Stephen P. Vaughn is an American lawyer and former general counsel to the United States Trade Representative. Before Robert Lighthizer's confirmation as USTR, Vaughn served as the acting Trade Representative.

Vaughn worked at Skadden, Arps, Slate, Meagher & Flom representing U.S. Steel. In 2016, he became a partner at King & Spalding international trade group. He focused on international trade litigation and policy issues. He represented United States producers such as U.S. Steel and AK Steel.

Vaughn started his career in commercial litigation and shifted his career to trade law in the early 2000s. He was a professor of law at Georgetown Law School.

Vaughn served on President Donald Trump's landing team to the Office of the United States Trade Representative. Vaughn and official nominee Robert Lighthizer have worked together representing steel manufacturers in the past at Skadden Arps.
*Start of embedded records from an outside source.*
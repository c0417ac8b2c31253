//! Shared server state: clients, channels, masks, and the lookup set.
//!
//! Everything in this module is owned and mutated only by the server event
//! loop; per-connection tasks see none of it.

pub mod channel;
pub mod client;
pub mod lookup;
pub mod masks;

pub use channel::{Channel, ChannelModes, MemberModes, Topic};
pub use client::{Client, ClientId, Phase, UserModes};
pub use lookup::{ClientIndex, ClientLookupSet, LookupError};
pub use masks::{expand_userhost, has_wildcards, UserMaskSet};
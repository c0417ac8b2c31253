//! # limelight-proto
//!
//! Wire-level building blocks for the limelight IRC daemon:
//!
//! - RFC 1459 case folding and the [`Name`] identifier type
//! - IRC message parsing and serialization ([`Message`], [`Prefix`])
//! - Numeric reply codes ([`Response`])
//! - A tokio line codec and TCP/TLS/WebSocket [`Transport`] (feature `tokio`)

#![deny(clippy::all)]

pub mod casemap;
pub mod error;
pub mod message;
pub mod name;
pub mod prefix;
pub mod response;

pub use self::casemap::{fold, fold_char, fold_eq};
pub use self::error::ProtocolError;
pub use self::message::{Message, MAX_LINE_LEN, MAX_PARAMS};
pub use self::name::Name;
pub use self::prefix::Prefix;
pub use self::response::Response;

#[cfg(feature = "tokio")]
pub mod codec;
#[cfg(feature = "tokio")]
pub use self::codec::{IrcCodec, LineCodec};

#[cfg(feature = "tokio")]
pub mod transport;
#[cfg(feature = "tokio")]
pub use self::transport::{Transport, TransportReader, TransportWriter};
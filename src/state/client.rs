//! Per-connection client state.

use std::collections::HashSet;
use std::net::SocketAddr;
use std::time::Instant;

use chrono::{DateTime, Utc};
use limelight_proto::{Message, Name, Prefix};
use tokio::sync::mpsc;

/// Identifies one connection for its whole lifetime.
pub type ClientId = u64;

/// Registration phase.
#[derive(Debug, Clone, Copy, PartialEq, Eq)]
pub enum Phase {
    /// Connected, nothing negotiated yet.
    New,
    /// Inside CAP LS .. CAP END.
    CapNegotiating,
    /// Server password accepted, registration incomplete.
    Authenticating,
    /// Fully registered.
    Registered,
    /// QUIT processed or connection lost, teardown in progress.
    Quitting,
    /// Gone; the record is about to be dropped.
    Dead,
}

/// User mode bits.
#[derive(Debug, Default, Clone, Copy, PartialEq, Eq)]
pub struct UserModes {
    /// +i - hidden from WHO by non-members.
    pub invisible: bool,
    /// +o - server operator.
    pub operator: bool,
    /// +w - receives WALLOPS.
    pub wallops: bool,
    /// +s - receives server notices.
    pub server_notice: bool,
    /// +r - restricted connection.
    pub restricted: bool,
}

impl UserModes {
    /// Render as a `+...` mode string.
    pub fn to_mode_string(self) -> String {
        let mut s = String::from("+");
        if self.invisible {
            s.push('i');
        }
        if self.operator {
            s.push('o');
        }
        if self.restricted {
            s.push('r');
        }
        if self.server_notice {
            s.push('s');
        }
        if self.wallops {
            s.push('w');
        }
        s
    }
}

/// One connected client. Owned by the server event loop; the connection's
/// reader/writer task pair only ever sees the other end of `outgoing`.
pub struct Client {
    /// Connection id.
    pub id: ClientId,
    /// Registration phase.
    pub phase: Phase,
    /// Nickname, once NICK has been accepted.
    pub nick: Option<Name>,
    /// Username from USER.
    pub username: Option<String>,
    /// Realname from USER.
    pub realname: Option<String>,
    /// Hostname shown in prefixes and masks.
    pub hostname: String,
    /// Peer address.
    pub addr: SocketAddr,
    /// Whether the transport is TLS.
    pub secure: bool,
    /// User modes.
    pub modes: UserModes,
    /// Folded names of joined channels.
    pub channels: HashSet<String>,
    /// Enabled capabilities.
    pub caps: HashSet<String>,
    /// Away message, when set.
    pub away: Option<String>,
    /// Last inbound activity.
    pub last_activity: Instant,
    /// Whether an idle PING is outstanding.
    pub ping_sent: bool,
    /// When registration completed.
    pub registered_at: Option<DateTime<Utc>>,
    /// Whether PASS matched the server password.
    pub authenticated: bool,
    /// Folded channel names this client may narrate in.
    pub theater_grants: HashSet<String>,
    /// Send queue feeding the connection's writer task.
    pub outgoing: mpsc::Sender<Message>,
    /// Set when the client must be disconnected at the next sweep.
    pub doomed: Option<String>,
}

impl Client {
    /// A freshly accepted, unregistered client.
    pub fn new(
        id: ClientId,
        outgoing: mpsc::Sender<Message>,
        addr: SocketAddr,
        secure: bool,
    ) -> Self {
        Client {
            id,
            phase: Phase::New,
            nick: None,
            username: None,
            realname: None,
            hostname: addr.ip().to_string(),
            addr,
            secure,
            modes: UserModes::default(),
            channels: HashSet::new(),
            caps: HashSet::new(),
            away: None,
            last_activity: Instant::now(),
            ping_sent: false,
            registered_at: None,
            authenticated: false,
            theater_grants: HashSet::new(),
            outgoing,
            doomed: None,
        }
    }

    /// The nickname, or `*` before one is set.
    pub fn nick_str(&self) -> &str {
        self.nick.as_ref().map_or("*", Name::as_str)
    }

    /// Whether registration has completed.
    pub fn is_registered(&self) -> bool {
        self.phase == Phase::Registered
    }

    /// `nick!user@host`, once nick and username are known.
    pub fn userhost(&self) -> Option<String> {
        let nick = self.nick.as_ref()?;
        let user = self.username.as_deref()?;
        Some(format!("{}!{}@{}", nick.as_str(), user, self.hostname))
    }

    /// The message prefix for lines this client originates.
    pub fn prefix(&self) -> Option<Prefix> {
        let nick = self.nick.as_ref()?;
        let user = self.username.as_deref()?;
        Some(Prefix::user(nick.as_str(), user, self.hostname.as_str()))
    }

    /// Record inbound activity, clearing any outstanding idle PING.
    pub fn touch(&mut self) {
        self.last_activity = Instant::now();
        self.ping_sent = false;
    }

    /// Whether registration can complete right now. CAP negotiation blocks
    /// completion until CAP END.
    pub fn ready_to_register(&self, password_required: bool) -> bool {
        matches!(self.phase, Phase::New | Phase::Authenticating)
            && self.nick.is_some()
            && self.username.is_some()
            && (!password_required || self.authenticated)
    }
}

#[cfg(test)]
mod tests {
    use super::*;

    fn test_client() -> Client {
        let (tx, _rx) = mpsc::channel(8);
        Client::new(1, tx, "127.0.0.1:50000".parse().unwrap(), false)
    }

    #[test]
    fn userhost_requires_nick_and_user() {
        let mut client = test_client();
        assert_eq!(client.userhost(), None);
        client.nick = Some(Name::new("alice"));
        assert_eq!(client.userhost(), None);
        client.username = Some("ali".into());
        assert_eq!(client.userhost().unwrap(), "alice!ali@127.0.0.1");
    }

    #[test]
    fn registration_readiness() {
        let mut client = test_client();
        assert!(!client.ready_to_register(false));
        client.nick = Some(Name::new("alice"));
        client.username = Some("ali".into());
        assert!(client.ready_to_register(false));
        assert!(!client.ready_to_register(true));
        client.authenticated = true;
        assert!(client.ready_to_register(true));
        client.phase = Phase::CapNegotiating;
        assert!(!client.ready_to_register(false));
    }

    #[test]
    fn mode_string() {
        let mut modes = UserModes::default();
        assert_eq!(modes.to_mode_string(), "+");
        modes.invisible = true;
        modes.operator = true;
        assert_eq!(modes.to_mode_string(), "+io");
    }
}
//! PRIVMSG and NOTICE.
//!
//! Targets may be nicknames, channels, or (for operators) userhost masks.
//! NOTICE follows the same routing but never generates automatic replies,
//! error numerics included.

use async_trait::async_trait;
use limelight_proto::{Message, Name, Response};

use super::{Context, Handler};
use crate::error::{HandlerError, HandlerResult};
use crate::state::masks::has_wildcards;

/// PRIVMSG - deliver a message.
pub struct PrivmsgHandler;

#[async_trait]
impl Handler for PrivmsgHandler {
    async fn handle(&self, ctx: &mut Context<'_>, msg: &Message) -> HandlerResult {
        send_message(ctx, msg, false).await
    }
}

/// NOTICE - deliver a notice.
pub struct NoticeHandler;

#[async_trait]
impl Handler for NoticeHandler {
    async fn handle(&self, ctx: &mut Context<'_>, msg: &Message) -> HandlerResult {
        send_message(ctx, msg, true).await
    }
}

async fn send_message(ctx: &mut Context<'_>, msg: &Message, notice: bool) -> HandlerResult {
    let Some(targets) = msg.param(0).map(str::to_string) else {
        return if notice { Ok(()) } else { Err(HandlerError::NeedMoreParams) };
    };
    let Some(text) = msg.param(1).filter(|t| !t.is_empty()).map(str::to_string) else {
        return if notice { Ok(()) } else { Err(HandlerError::NeedMoreParams) };
    };

    let command = if notice { "NOTICE" } else { "PRIVMSG" };
    let prefix = ctx.prefix()?;
    let nick = ctx.nick();
    let server_name = ctx.server.name.clone();

    for target in targets.split(',') {
        let name = Name::new(target);
        let relay = Message::cmd(command, &[target, &text]).with_prefix(prefix.clone());

        if name.is_channel() {
            let folded = name.folded().to_string();
            let Some(chan) = ctx.server.channels.get(&folded) else {
                if !notice {
                    ctx.server.numeric(
                        ctx.id,
                        Response::ERR_NOSUCHCHANNEL,
                        &[target, "No such channel"],
                    );
                }
                continue;
            };
            if let Err(e) = chan.check_send(Some(ctx.id)) {
                if !notice {
                    let reply = e.to_reply(&server_name, &nick, target);
                    ctx.server.send_to(ctx.id, reply);
                }
                continue;
            }
            ctx.server.broadcast_to_channel(&folded, relay, Some(ctx.id));
        } else if has_wildcards(target) {
            // Mask delivery is an operator facility.
            if !ctx.client()?.modes.operator {
                if !notice {
                    return Err(HandlerError::NoPrivileges);
                }
                continue;
            }
            let matches = ctx.server.lookup.find_all(target).await;
            for peer in matches {
                if peer != ctx.id {
                    ctx.server.send_to(peer, relay.clone());
                }
            }
        } else {
            let Some(peer) = ctx.server.find_nick(&name) else {
                if !notice {
                    ctx.server.numeric(
                        ctx.id,
                        Response::ERR_NOSUCHNICK,
                        &[target, "No such nick/channel"],
                    );
                }
                continue;
            };
            ctx.server.send_to(peer, relay);
            if !notice {
                let away = ctx.server.client(peer).and_then(|c| c.away.clone());
                if let Some(away) = away {
                    ctx.server.numeric(ctx.id, Response::RPL_AWAY, &[target, &away]);
                }
            }
        }
    }
    Ok(())
}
On March 2, 2017, due to the U.S. Senate's delay in confirming USTR nominee Robert Lighthizer, Trump appointed Vaughn to the position of USTR general counsel and elevated him to acting USTR. Vaughn's appointment was likely the first time that someone from outside the department was appointed as acting USTR. These appointments did not require Senate confirmation.

Vaughn's positions on U.S. trade policy have been compared to those of Alexander Hamilton and Trump.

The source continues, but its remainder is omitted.